The Nigeria Center for Disease Control and Prevention (NCDC), alongside its partners, is advocating for continued handwashing, personal hygiene, and other preventive measures practiced during COVID-19 to combat Antimicrobial Resistance (AMR).
This call was made during the annual review meeting of the Commonwealth Partnership for Antimicrobial Stewardship (CwPAMS 2) in Abuja, themed “Celebrating Progress and Learnings.”
The NCDC, in collaboration with partners, has launched the CwPAMS 2 programme in Nigeria. This initiative, funded by a grant, aims to support health partnership projects leveraging UK health institutions and experts to enhance the capacity of Nigeria’s national health workforce and institutions, as well as those in seven other Commonwealth countries, to tackle AMR challenges.
Five tertiary hospitals—Babcock University Teaching Hospital, University Teaching Hospital Enugu, University of Calabar Teaching Hospital, University College Hospital Ibadan, and Lagos University Teaching Hospital—have been selected for phase two of the grant, which will run from 2023 to March 2025. These hospitals are among the 52 selected as centers for implementing the AMR Stewardship Programmes in Nigeria.

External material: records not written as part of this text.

//! Scripted in-process controller for integration tests: a Unix socket
//! server that answers each received command through a test-supplied
//! closure, optionally after a delay.

use std::path::{Path, PathBuf};
use std::sync::Arc;
use std::time::Duration;

use slitrem::client::{ClientConfig, DeviceClient};
use slitrem::transport::TransportConfig;
use tokio::io::{AsyncReadExt, AsyncWriteExt};
use tokio::net::UnixListener;
use tokio::sync::Mutex;

pub enum ScriptReply {
    Now(String),
    After(Duration, String),
}

impl ScriptReply {
    pub fn now(text: &str) -> Self {
        ScriptReply::Now(text.to_string())
    }
}

pub struct ScriptedController {
    pub socket_path: PathBuf,
    _dir: tempfile::TempDir,
}

/// Spawns the scripted controller. The returned handle keeps the socket's
/// temp directory alive; drop it to tear everything down.
pub async fn spawn_controller<F>(script: F) -> ScriptedController
where
    F: FnMut(&str) -> ScriptReply + Send + 'static,
{
    let dir = tempfile::tempdir().expect("tempdir");
    let socket_path = dir.path().join("controller.sock");
    let listener = UnixListener::bind(&socket_path).expect("bind test socket");
    let script = Arc::new(Mutex::new(script));

    tokio::spawn(async move {
        while let Ok((mut socket, _)) = listener.accept().await {
            let script = script.clone();
            tokio::spawn(async move {
                let mut buf = [0u8; 1024];
                loop {
                    let n = match socket.read(&mut buf).await {
                        Ok(0) | Err(_) => break,
                        Ok(n) => n,
                    };
                    let command = String::from_utf8_lossy(&buf[..n]).to_string();
                    let reply = {
                        let mut script = script.lock().await;
                        (*script)(&command)
                    };
                    let text = match reply {
                        ScriptReply::Now(text) => text,
                        ScriptReply::After(delay, text) => {
                            tokio::time::sleep(delay).await;
                            text
                        }
                    };
                    if socket.write_all(text.as_bytes()).await.is_err() {
                        break;
                    }
                }
            });
        }
    });

    ScriptedController {
        socket_path,
        _dir: dir,
    }
}

pub fn client_for(socket_path: &Path) -> DeviceClient {
    DeviceClient::new(ClientConfig {
        transport: TransportConfig {
            socket_path: socket_path.to_string_lossy().into_owned(),
            ..TransportConfig::default()
        },
        ..ClientConfig::default()
    })
}
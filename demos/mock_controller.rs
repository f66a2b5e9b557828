//! Simulated four-axis slit controller plus a client driving it.
//!
//! Serves the text protocol on a local Unix socket, then runs a
//! `DeviceClient` and `AxisMonitor` against it: applies settings, moves an
//! axis and waits for completion, sets a virtual zero and prints a tick.
//!
//! Run with: cargo run --example mock_controller

use std::path::Path;
use std::sync::Arc;
use std::time::Duration;

use anyhow::Result;
use slitrem::axis::MotionSettings;
use slitrem::client::{ClientConfig, DeviceClient};
use slitrem::monitor::{AxisMonitor, MonitorConfig, VirtualZeroMap};
use slitrem::transport::TransportConfig;
use tokio::io::{AsyncReadExt, AsyncWriteExt};
use tokio::net::UnixListener;
use tokio::sync::Mutex;
use tokio::time::Instant;
use tracing::{debug, error, info};

const SOCKET_PATH: &str = "/tmp/slitrem_demo.sock";
const AXIS_COUNT: usize = 4;

struct SimAxis {
    position: f64,
    origin: f64,
    target: f64,
    move_started: Instant,
    move_duration: Duration,
    velocity: u32,
    acceleration: u32,
    deceleration: u32,
    position_window: f64,
    time_limit: Option<f64>,
    temperature: i64,
}

impl SimAxis {
    fn new(temperature: i64) -> Self {
        Self {
            position: 0.0,
            origin: 0.0,
            target: 0.0,
            move_started: Instant::now(),
            move_duration: Duration::ZERO,
            velocity: 2000,
            acceleration: 500,
            deceleration: 500,
            position_window: 0.001,
            time_limit: None,
            temperature,
        }
    }

    fn start_move(&mut self, target: f64) {
        let distance = (target - self.position).abs();
        let seconds = (distance * 1000.0 / self.velocity as f64).clamp(0.05, 5.0);
        self.origin = self.position;
        self.target = target;
        self.move_started = Instant::now();
        self.move_duration = Duration::from_secs_f64(seconds);
    }

    fn advance(&mut self) {
        if self.move_duration.is_zero() {
            return;
        }
        let elapsed = self.move_started.elapsed();
        if elapsed >= self.move_duration {
            self.position = self.target;
            self.move_duration = Duration::ZERO;
        } else {
            let fraction = elapsed.as_secs_f64() / self.move_duration.as_secs_f64();
            self.position = self.origin + (self.target - self.origin) * fraction;
        }
    }

    fn is_moving(&self) -> bool {
        !self.move_duration.is_zero()
    }

    fn stop(&mut self) {
        self.advance();
        self.move_duration = Duration::ZERO;
    }
}

type SharedAxes = Arc<Mutex<Vec<SimAxis>>>;

fn handle_command(axes: &mut [SimAxis], line: &str) -> String {
    let parts: Vec<&str> = line.trim().split(':').collect();
    let axis_index = parts
        .get(1)
        .and_then(|s| s.parse::<usize>().ok())
        .filter(|&i| i < AXIS_COUNT);
    let Some(index) = axis_index else {
        return "Error: unknown axis".to_string();
    };

    let axis = &mut axes[index];
    axis.advance();

    match (parts[0], parts.len()) {
        ("move", 3) => match parts[2].parse::<f64>() {
            Ok(target) => {
                axis.start_move(target);
                "OK".to_string()
            }
            Err(_) => "Error: invalid target".to_string(),
        },
        ("stop", 2) => {
            axis.stop();
            "OK".to_string()
        }
        ("get", 3) => match parts[2] {
            "position" => format!("Position: {}", axis.position),
            "state" => {
                let state = if axis.is_moving() { "Moving" } else { "On" };
                format!("State: ({}, None)", state)
            }
            "temperature" => format!("Temperature: {}", axis.temperature),
            "velocity" => format!("Velocity: {}", axis.velocity),
            "acceleration" => format!("Acceleration: {}", axis.acceleration),
            "deceleration" => format!("Deceleration: {}", axis.deceleration),
            "position_window" => format!("Position Window: {}", axis.position_window),
            "time_limit" => match axis.time_limit {
                Some(limit) => format!("Time Limit: {}", limit),
                None => "Time Limit: none".to_string(),
            },
            "is_moving" => format!("Is Moving: {}", axis.is_moving()),
            other => format!("Error: unknown property {}", other),
        },
        ("set", 4) => {
            let value = parts[3];
            let ok = match parts[2] {
                "velocity" => value.parse().map(|v| axis.velocity = v).is_ok(),
                "acceleration" => value.parse().map(|v| axis.acceleration = v).is_ok(),
                "deceleration" => value.parse().map(|v| axis.deceleration = v).is_ok(),
                "position_window" => value.parse().map(|v| axis.position_window = v).is_ok(),
                "time_limit" => value.parse().map(|v| axis.time_limit = Some(v)).is_ok(),
                _ => false,
            };
            if ok {
                "OK".to_string()
            } else {
                "Error: invalid parameter".to_string()
            }
        }
        _ => "Error: invalid command format".to_string(),
    }
}

async fn run_controller(axes: SharedAxes) -> Result<()> {
    if Path::new(SOCKET_PATH).exists() {
        tokio::fs::remove_file(SOCKET_PATH).await?;
    }
    let listener = UnixListener::bind(SOCKET_PATH)?;
    info!("simulated controller listening on {}", SOCKET_PATH);

    loop {
        let (mut socket, _) = listener.accept().await?;
        let axes = axes.clone();

        tokio::spawn(async move {
            let mut buffer = [0u8; 1024];
            loop {
                match socket.read(&mut buffer).await {
                    Ok(0) => break,
                    Ok(n) => {
                        let command = String::from_utf8_lossy(&buffer[..n]).to_string();
                        debug!(%command, "controller received");
                        let reply = {
                            let mut axes = axes.lock().await;
                            handle_command(&mut axes, &command)
                        };
                        if socket.write_all(reply.as_bytes()).await.is_err() {
                            break;
                        }
                    }
                    Err(e) => {
                        error!("controller read error: {}", e);
                        break;
                    }
                }
            }
        });
    }
}

#[tokio::main]
async fn main() -> Result<()> {
    tracing_subscriber::fmt()
        .with_max_level(tracing::Level::INFO)
        .init();

    let axes: SharedAxes = Arc::new(Mutex::new(
        (0..AXIS_COUNT).map(|i| SimAxis::new(20 + i as i64)).collect(),
    ));
    tokio::spawn(run_controller(axes));
    tokio::time::sleep(Duration::from_millis(100)).await;

    let client = Arc::new(DeviceClient::new(ClientConfig {
        transport: TransportConfig {
            socket_path: SOCKET_PATH.to_string(),
            ..TransportConfig::default()
        },
        axis_count: AXIS_COUNT,
        poll_interval: Duration::from_millis(50),
    }));

    let monitor = Arc::new(AxisMonitor::new(
        client.clone(),
        VirtualZeroMap::new(),
        MonitorConfig::default(),
    ));
    let (shutdown_tx, shutdown_rx) = tokio::sync::broadcast::channel(1);
    let monitor_task = monitor.start(shutdown_rx);

    let settings = MotionSettings::default().with_velocity(4000);
    let outcome = client.apply_settings(1, &settings).await?;
    info!(applied = ?outcome.applied, failed = outcome.failed.len(), "settings applied");

    info!("moving axis 1 to 12.5 and waiting");
    let status = client
        .move_and_wait(1, 12.5, Duration::from_secs(10))
        .await?;
    let position = client.get_position(1).await?;
    info!(?status, position, "move finished");

    monitor.set_virtual_zero(1).await?;
    monitor.move_to(1, -2.0).await?;
    client
        .wait_for_motion_complete(1, Duration::from_secs(10), Duration::from_millis(50))
        .await?;

    let tick = monitor.tick().await;
    for reading in &tick.readings {
        info!(
            axis = reading.axis,
            position = ?reading.position,
            virtual_position = ?reading.virtual_position,
            temperature = ?reading.temperature,
            "axis reading"
        );
    }

    let _ = shutdown_tx.send(());
    let _ = monitor_task.await;
    client.disconnect().await;
    tokio::fs::remove_file(SOCKET_PATH).await.ok();
    info!("demo complete");
    Ok(())
}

AMR and Antibiotics Resistance occur when bacteria, viruses, fungi, and parasites evolve and no longer respond to medicines, making infections harder to treat and increasing the risk of disease spread, severe illness, and death. Antimicrobial stewardship, therefore, is a coordinated program that promotes the appropriate use of antimicrobials, improves patient outcomes, reduces microbial resistance, and decreases the spread of infections caused by multidrug-resistant organisms.
Mrs. Estelle Mbadiwe, one of the programme organizers, highlighted the success of the AMR stewardship programme in Nigeria, noting that the NCDC, as the National AMR Secretariat, will extend the lessons and success stories beyond the five selected sites. She also mentioned that some centers running the AMR Stewardship Programme can now train health workers on providing quality care, accurately diagnosing microorganisms, and identifying counterfeit antimicrobials.
Professor Dipo Aboderan, Chairman of the Antimicrobial Resistance Technical Working Group from Obafemi Awolowo University, Ile Ife, emphasized that the inappropriate use, misuse, and overuse of antibiotics in humans and animals contribute to AMR by pressuring bacteria and other microorganisms to become resistant and unresponsive to treatment. This led to the development of the National Action Plan on Antimicrobial Resistance (AMR), with objectives including public enlightenment, prevention, surveillance, and vaccination.
Professor Aboderan underscored the importance of awareness about AMR, noting that even healthcare workers sometimes believe any antibiotic will treat infections, which is not always the case. Surveillance on the burden of AMR and infection prevention control, including water and sanitation, is crucial.
“The same interventions that prevented COVID-19, such as handwashing and sanitizing, will also prevent the spread of infections and AMR, as hand transmission is a common way infections are spread,” Aboderan added.